Write out only the opening lines of the entries, through the line with "pub struct ShortenRequest".

Data extracts section start

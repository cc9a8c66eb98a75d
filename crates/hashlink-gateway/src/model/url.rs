use serde::{Deserialize, Serialize};

/// Body of `POST /v1/short`. Fields other than `url` are ignored.
#[derive(Debug, Clone, Deserialize)]
pub struct ShortenRequest {
    pub url: String,
}

#[derive(Debug, Clone, Serialize)]
pub struct ShortenResponse {
    #[serde(rename = "shortURL")]
    pub short_url: String,
}

#[cfg(test)]
mod tests {
    use super::*;

    #[test]
    fn request_ignores_unknown_fields() {
        let request: ShortenRequest =
            serde_json::from_str(r#"{"url":"https://example.com","extra":1}"#).unwrap();
        assert_eq!(request.url, "https://example.com");
    }

    #[test]
    fn request_without_url_is_rejected() {
        assert!(serde_json::from_str::<ShortenRequest>(r#"{"link":"x"}"#).is_err());
        assert!(serde_json::from_str::<ShortenRequest>(r#"{"url":42}"#).is_err());
    }

    #[test]
    fn response_uses_short_url_key() {
        let body = serde_json::to_string(&ShortenResponse {
            short_url: "http://localhost:8080/abcd".to_string(),
        })
        .unwrap();
        assert_eq!(body, r#"{"shortURL":"http://localhost:8080/abcd"}"#);
    }
}
use async_trait::async_trait;
use hashlink_core::{Repository, ShortenParams, ShortenedUrl, Shortener, ShortenerError, UrlRecord};
use hashlink_generator::Generator;
use std::sync::Arc;
use tracing::{debug, trace};

/// A concrete implementation of the `Shortener` trait.
///
/// This service wraps a `Repository` and a `Generator`:
/// - the generator derives the short code from the original URL
/// - the repository stores the mapping, replacing any previous one
///
/// Codes are derived, not allocated, so two URLs whose checksums collide get
/// the same code and the later call overwrites the earlier mapping. No
/// collision detection is performed.
#[derive(Debug, Clone)]
pub struct ShortenerService<R, G> {
    repository: Arc<R>,
    generator: Arc<G>,
}

impl<R: Repository, G: Generator> ShortenerService<R, G> {
    pub fn new(repository: R, generator: G) -> Self {
        Self {
            repository: Arc::new(repository),
            generator: Arc::new(generator),
        }
    }
}

#[async_trait]
impl<R: Repository, G: Generator> Shortener for ShortenerService<R, G> {
    async fn shorten(&self, params: ShortenParams) -> Result<ShortenedUrl, ShortenerError> {
        let ShortenParams {
            original_url,
            scheme,
            host,
        } = params;

        let code = self
            .generator
            .generate(&original_url)
            .map_err(|e| ShortenerError::Encoding(e.to_string()))?;
        trace!(code = %code, "derived short code");

        self.repository
            .upsert(&code, UrlRecord::new(original_url))
            .await?;
        debug!(code = %code, "stored short code");

        let short_url = code.to_url(&scheme, &host);
        Ok(ShortenedUrl { code, short_url })
    }
}
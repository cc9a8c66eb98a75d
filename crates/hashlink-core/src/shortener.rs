use crate::shortcode::ShortCode;
use async_trait::async_trait;

type Result<T> = std::result::Result<T, crate::error::ShortenerError>;

/// Parameters for creating a shortened URL.
#[derive(Debug, Clone)]
pub struct ShortenParams {
    /// The original URL to be shortened.
    pub original_url: String,
    /// Scheme used when composing the short URL, e.g. `http`.
    pub scheme: String,
    /// Host (and optional port) used when composing the short URL.
    pub host: String,
}

/// The outcome of a successful shorten call.
#[derive(Debug, Clone, PartialEq, Eq)]
pub struct ShortenedUrl {
    pub code: ShortCode,
    /// `scheme://host/code`
    pub short_url: String,
}

#[async_trait]
pub trait Shortener: Send + Sync + 'static {
    /// Derives the short code for `params.original_url`, stores the mapping
    /// and returns the fully qualified short URL.
    async fn shorten(&self, params: ShortenParams) -> Result<ShortenedUrl>;
}
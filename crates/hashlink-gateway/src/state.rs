use std::sync::Arc;

use hashlink_core::Shortener;
use hashlink_redirector::Redirector;

/// Shared request context. Cloned into every handler.
#[derive(Clone)]
pub struct AppState {
    shortener: Arc<dyn Shortener>,
    redirector: Arc<dyn Redirector>,
    scheme: String,
    default_host: String,
}

impl AppState {
    /// `default_host` is used for short URLs when a request has no usable
    /// `Host` header.
    pub fn new(
        shortener: Arc<dyn Shortener>,
        redirector: Arc<dyn Redirector>,
        scheme: impl Into<String>,
        default_host: impl Into<String>,
    ) -> Self {
        Self {
            shortener,
            redirector,
            scheme: scheme.into(),
            default_host: default_host.into(),
        }
    }

    pub fn shortener(&self) -> &dyn Shortener {
        self.shortener.as_ref()
    }

    pub fn redirector(&self) -> &dyn Redirector {
        self.redirector.as_ref()
    }

    pub fn scheme(&self) -> &str {
        &self.scheme
    }

    pub fn default_host(&self) -> &str {
        &self.default_host
    }
}
//! Short code derivation.
//!
//! A long URL is reduced to a 32-bit integer by a [`Checksum`], and the
//! integer is rendered as a short string by a salted [`HashId`] encoder.

pub mod checksum;
pub mod error;
pub mod hashid;

pub use checksum::{Checksum, Crc32};
pub use error::EncodingError;
pub use hashid::{HashId, HashIdConfig};

use hashlink_core::ShortCode;

/// Trait for deriving short codes from original URLs.
///
/// Implementations are pure generators that don't interact with storage.
/// The same input always yields the same code, so two URLs whose derivations
/// meet will share a code.
pub trait Generator: Send + Sync + 'static {
    fn generate(&self, original_url: &str) -> Result<ShortCode, EncodingError>;
}

/// Reduces the URL with `C`, then encodes the checksum with a [`HashId`].
#[derive(Debug, Clone)]
pub struct ChecksumGenerator<C> {
    checksum: C,
    hash_id: HashId,
}

impl<C: Checksum> ChecksumGenerator<C> {
    pub fn new(checksum: C, hash_id: HashId) -> Self {
        Self { checksum, hash_id }
    }

    pub fn hash_id(&self) -> &HashId {
        &self.hash_id
    }
}

impl<C: Checksum> Generator for ChecksumGenerator<C> {
    fn generate(&self, original_url: &str) -> Result<ShortCode, EncodingError> {
        let value = self.checksum.reduce(original_url);
        let encoded = self.hash_id.encode(u64::from(value));
        ShortCode::new(encoded).map_err(|e| EncodingError::InvalidOutput(e.to_string()))
    }
}

#[cfg(test)]
mod tests {
    use super::*;

    const SALT: &str = "tFZ2cQ7U8OQlSWOyZIoFdRusvkFvJh3A";

    fn generator() -> ChecksumGenerator<Crc32> {
        let config = HashIdConfig::builder().salt(SALT).min_length(4).build();
        ChecksumGenerator::new(Crc32, HashId::new(config).unwrap())
    }

    #[test]
    fn same_url_yields_same_code() {
        let generator = generator();

        let first = generator.generate("https://example.com/a").unwrap();
        let second = generator.generate("https://example.com/a").unwrap();

        assert_eq!(first, second);
        assert!(first.as_str().len() >= 4);
    }

    #[test]
    fn code_decodes_to_the_checksum() {
        let generator = generator();
        let url = "https://example.com/a";

        let code = generator.generate(url).unwrap();

        assert_eq!(
            generator.hash_id().decode(code.as_str()),
            Some(u64::from(Crc32.reduce(url)))
        );
    }

    #[test]
    fn different_urls_yield_different_codes() {
        let generator = generator();

        let first = generator.generate("https://example.com/a").unwrap();
        let second = generator.generate("https://example.com/b").unwrap();

        assert_ne!(first, second);
    }

    #[test]
    fn colliding_checksums_share_a_code() {
        let config = HashIdConfig::builder().salt(SALT).min_length(4).build();
        let generator = ChecksumGenerator::new(|_: &str| 7_u32, HashId::new(config).unwrap());

        let first = generator.generate("https://one.example").unwrap();
        let second = generator.generate("https://two.example").unwrap();

        assert_eq!(first, second);
    }

    #[test]
    fn min_length_beyond_sixty_four_yields_a_valid_code() {
        let config = HashIdConfig::builder().salt(SALT).min_length(80).build();
        let generator = ChecksumGenerator::new(Crc32, HashId::new(config).unwrap());

        let code = generator.generate("https://example.com/a").unwrap();

        assert!(code.as_str().len() >= 80);
    }

    #[test]
    fn non_url_safe_alphabet_is_reported_as_invalid_output() {
        let hash_id = HashId::new(
            HashIdConfig::builder()
                .salt(SALT)
                .alphabet("!#$%&()*+,./:;<=>?@[]^{|}~")
                .build(),
        )
        .unwrap();
        let generator = ChecksumGenerator::new(Crc32, hash_id);

        let err = generator.generate("https://example.com").unwrap_err();

        assert!(matches!(err, EncodingError::InvalidOutput(_)));
    }
}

Data extracts section end

Your solution =
repository cc9a8c66eb98a75d
filename crates/hashlink-gateway/src/model/url.rs
use serde::{Deserialize, Serialize};

/// Body of `POST /v1/short`. Fields other than `url` are ignored.
#[derive(Debug, Clone, Deserialize)]
pub struct ShortenRequest {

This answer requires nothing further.